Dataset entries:

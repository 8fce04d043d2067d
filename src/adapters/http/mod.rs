use std::sync::Arc;

use axum::{
    body::Body,
    http::Request,
    routing::{get, post},
    Router,
};
use tower_http::trace::TraceLayer;
use uuid::Uuid;

use crate::{commands::DomainLogic, ports::ledger::LedgerPort};

pub mod dto;
pub mod errors;
pub mod routes;

/// Shared state handed to every handler
pub struct AppState<L> {
    ledger: Arc<L>,
    domain: DomainLogic<L>,
}

impl<L> AppState<L> {
    pub fn new(ledger: Arc<L>) -> Self {
        Self {
            domain: DomainLogic::new(ledger.clone()),
            ledger,
        }
    }
}

impl<L> Clone for AppState<L> {
    fn clone(&self) -> Self {
        Self {
            ledger: self.ledger.clone(),
            domain: self.domain.clone(),
        }
    }
}

/// Build the application router
pub fn router<L>(state: AppState<L>) -> Router
where
    L: LedgerPort + Send + Sync + 'static,
{
    Router::new()
        .route("/health", get(routes::health))
        .route(
            "/points",
            get(routes::list_points::<L>).delete(routes::remove_accounts::<L>),
        )
        .route(
            "/points/:account_id",
            get(routes::get_points::<L>).delete(routes::remove_account::<L>),
        )
        .route("/points/:account_id/add", post(routes::add_points::<L>))
        .route("/points/:account_id/spend", post(routes::spend_points::<L>))
        .layer(
            TraceLayer::new_for_http().make_span_with(|request: &Request<Body>| {
                tracing::info_span!(
                    "request",
                    request_id = %Uuid::new_v4(),
                    method = %request.method(),
                    uri = %request.uri()
                )
            }),
        )
        .with_state(state)
}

Required work: List each line of the entries that holds the string "impl".

Task result:
impl<L> AppState<L> {
impl<L> Clone for AppState<L> {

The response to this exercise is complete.